Belfast Telegraph

Markets nervous over latest China-US trade war tariffs

Despite Westminster generating the biggest headlines, traders were more concerned by overseas issues

Markets focused on what was happening in China and the US, rather than Westminster, as shares fell (PA)
Markets focused on what was happening in China and the US, rather than Westminster, as shares fell (PA)

By Simon Neville, PA City Editor

The ongoing wranglings in Westminster might have helped send the pound down to levels not seen for 34 years, but it was events taking place outside the UK that seemed to spook the markets most on Tuesday.

The FTSE 100 closed the day down 13.75 points at 7,268.19, which was surprising considering it usually rises when the pound falls against the dollar.

Analysts said markets were particularly nervous over the latest round of tariffs imposed on China by US president Donald Trump and his administration.

The implementation of the latest round of tariffs on Chinese goods by the US has seemingly acted as a reminder that the situation remains ugly between the two superpowers Connor Campbell, SpreadEx

European indexes also fell, with the French Cac down 0.49% and the German Dax off by 0.36%.

Connor Campbell, financial analyst at SpreadEx, explained: “The implementation of the latest round of tariffs on Chinese goods by the US has seemingly acted as a reminder that the situation remains ugly between the two superpowers.”

He also pointed out that the ISM manufacturing data from the US showed the sector had fallen into contraction.

The impact the trade war is having is leading to analysts and economists to write down their growth predictions and suggestions of a worldwide recession.

Researchers at Radobank said: “The trade negotiations between the US and China hit a new low with another round of tariffs.

“In a first reaction, we reduced our global growth forecasts and are now forecasting a moderate global recession in 2020-2021, i.e. global growth coming in below 3%, on top of the US recession in (the second half of) 2020 we had already pencilled in.”
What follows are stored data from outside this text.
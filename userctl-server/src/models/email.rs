//! Email address validation
//!
//! Syntactic check only: `local@domain.tld`, no whitespace, one `@`.
//! The value is stored exactly as given; uniqueness is the store's job.

use once_cell::sync::Lazy;
use regex::Regex;

use super::ValidationError;

/// Maximum length for emails (matches `VARCHAR(255)`)
pub const MAX_EMAIL_LEN: usize = 255;

static EMAIL_RE: Lazy<Regex> = Lazy::new(|| {
    Regex::new(r"^[A-Za-z0-9.!#$%&'*+/=?^_`{|}~-]+@[A-Za-z0-9](?:[A-Za-z0-9-]{0,61}[A-Za-z0-9])?(?:\.[A-Za-z0-9](?:[A-Za-z0-9-]{0,61}[A-Za-z0-9])?)+$")
        .expect("invalid email regex")
});

/// Validated email address
#[derive(Debug, Clone, PartialEq, Eq, Hash)]
pub struct Email(String);

impl Email {
    /// Create a new email, validating its format.
    ///
    /// # Example
    /// ```
    /// use userctl_server::models::Email;
    ///
    /// assert!(Email::new("alice@example.com").is_ok());
    /// assert!(Email::new("alice").is_err());
    /// assert!(Email::new("alice@localhost").is_err()); // no TLD
    /// ```
    pub fn new(s: &str) -> Result<Self, ValidationError> {
        if s.trim().is_empty() {
            return Err(ValidationError::Empty { field: "email" });
        }

        if s.chars().count() > MAX_EMAIL_LEN {
            return Err(ValidationError::TooLong {
                field: "email",
                max: MAX_EMAIL_LEN,
            });
        }

        if !EMAIL_RE.is_match(s) {
            return Err(ValidationError::InvalidFormat {
                field: "email",
                reason: "must be a valid email address",
            });
        }

        Ok(Self(s.to_owned()))
    }

    pub fn as_str(&self) -> &str {
        &self.0
    }
}
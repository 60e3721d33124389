//! Axum server setup
//!
//! Server skeleton with:
//! - Localhost-only CORS by default
//! - Tracing middleware
//! - Graceful shutdown on SIGTERM/Ctrl+C

use std::net::SocketAddr;

use axum::http::HeaderValue;
use axum::Router;
use tokio::net::TcpListener;
use tower_http::cors::{Any, CorsLayer};
use tower_http::trace::TraceLayer;

use super::routes;
use crate::service::UserService;

/// Server configuration
#[derive(Debug, Clone)]
pub struct ServerConfig {
    /// Address to bind to (default: 127.0.0.1:3000)
    pub bind_addr: SocketAddr,

    /// Allow permissive CORS (default: false = localhost only)
    ///
    /// WARNING: Setting this to true allows any origin.
    pub cors_permissive: bool,
}

impl Default for ServerConfig {
    fn default() -> Self {
        Self {
            bind_addr: SocketAddr::from(([127, 0, 0, 1], 3000)),
            cors_permissive: false,
        }
    }
}

/// Shared application state
#[derive(Clone)]
pub struct AppState {
    pub users: UserService,
}

impl AppState {
    pub fn new(users: UserService) -> Self {
        Self { users }
    }
}

const LOCAL_ORIGINS: [&str; 4] = [
    "http://localhost:3000",
    "http://localhost:5173",
    "http://127.0.0.1:3000",
    "http://127.0.0.1:5173",
];

/// Build the application router with all routes.
pub fn build_router(state: AppState, cors_permissive: bool) -> Router {
    let cors = if cors_permissive {
        tracing::warn!("CORS: Permissive mode enabled - all origins allowed");
        CorsLayer::permissive()
    } else {
        CorsLayer::new()
            .allow_origin(LOCAL_ORIGINS.map(HeaderValue::from_static))
            .allow_methods(Any)
            .allow_headers(Any)
    };

    Router::new()
        .merge(routes::health::router())
        .merge(routes::users::router())
        .layer(cors)
        .layer(TraceLayer::new_for_http())
        .with_state(state)
}

/// Run the HTTP server until Ctrl+C or SIGTERM.
///
/// The schema must already be migrated; see `Migrator::run_pending`.
///
/// # Example
///
/// ```ignore
/// let pool = create_pool(&DbConfig::from_env()?).await?;
/// Migrator::new(&pool).run_pending().await?;
/// let users = UserService::new(Arc::new(PgUserStore::new(pool)));
/// run_server(AppState::new(users), ServerConfig::default()).await?;
/// ```
pub async fn run_server(state: AppState, config: ServerConfig) -> Result<(), ServerError> {
    let app = build_router(state, config.cors_permissive);

    let listener = TcpListener::bind(config.bind_addr).await?;
    tracing::info!("Server listening on {}", config.bind_addr);

    axum::serve(listener, app)
        .with_graceful_shutdown(shutdown_signal())
        .await?;

    tracing::info!("Server shutdown complete");
    Ok(())
}

/// Wait for shutdown signal (Ctrl+C or SIGTERM).
async fn shutdown_signal() {
    let ctrl_c = async {
        if let Err(e) = tokio::signal::ctrl_c().await {
            tracing::error!(error = %e, "failed to install Ctrl+C handler");
            std::future::pending::<()>().await;
        }
    };

    #[cfg(unix)]
    let terminate = async {
        match tokio::signal::unix::signal(tokio::signal::unix::SignalKind::terminate()) {
            Ok(mut sig) => {
                sig.recv().await;
            }
            Err(e) => {
                tracing::error!(error = %e, "failed to install SIGTERM handler");
                std::future::pending::<()>().await;
            }
        }
    };

    #[cfg(not(unix))]
    let terminate = std::future::pending::<()>();

    tokio::select! {
        _ = ctrl_c => {
            tracing::info!("Received Ctrl+C, starting shutdown");
        }
        _ = terminate => {
            tracing::info!("Received SIGTERM, starting shutdown");
        }
    }
}

/// Server error type
#[derive(Debug, thiserror::Error)]
pub enum ServerError {
    #[error("IO error: {0}")]
    Io(#[from] std::io::Error),
}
But the pound certainly played its part on the London markets, with a pound worth 1.2089 dollars. This was up 0.17% on the day, as the Government’s position on a general election became slightly clearer, but it remains at historic lows.

Against the euro, the pound reversed losses of recent weeks, up 0.23% at 1.1024.

In company news, The Restaurant Group said it is looking to close several Chiquito and Frankie & Benny’s sites to stabilise its long-term future after posting hefty losses. Shares dropped 18.8p to 135.4p.

Plumbing giant Ferguson announced plans to break up and create a separate UK business, as it also confirmed the departure of its top boss.

The firm said that it will split off its UK operations as Wolseley UK following a lengthy strategic review of the group. Shares closed up 130p at 6,270p.

Lloyds Banking Group fought off rivals to snap up Tesco Bank’s mortgage business for around £3.8 billion. Shares in Lloyds closed down 0.73p at 49.59p. Tesco was up 0.8p at 225p.

Amateur lenders on peer-to-peer lending platform Funding Circle are facing waits of 100 days to cash out of their loans, it has emerged, adding more problems to the struggling business. Shares closed down 1p at 110.2p.

And Just Eat faced a setback in its merger attempts with Takeaway.com, after Eminence Capital, which has a 4.4% stake in the former, said it would be blocking the deal, saying the “financial terms are grossly inadequate to JE shareholders despite a sound strategic rationale for the merger”.

The biggest risers on the FTSE 100 were Fresnillo up 18p to 764p, Micro Focus up 26.2p to 1,113.8p, Ferguson up 130p to 6,270p and Associated British Foods up 38p to 2,324p.

The biggest fallers on the FTSE 100 were Auto Trader Group down 24p to 508.6p, DS Smith down 11.9p to 329.7p, Informa down 25.2p to 849.6p and Just Eat down 21.4p to 754.4p.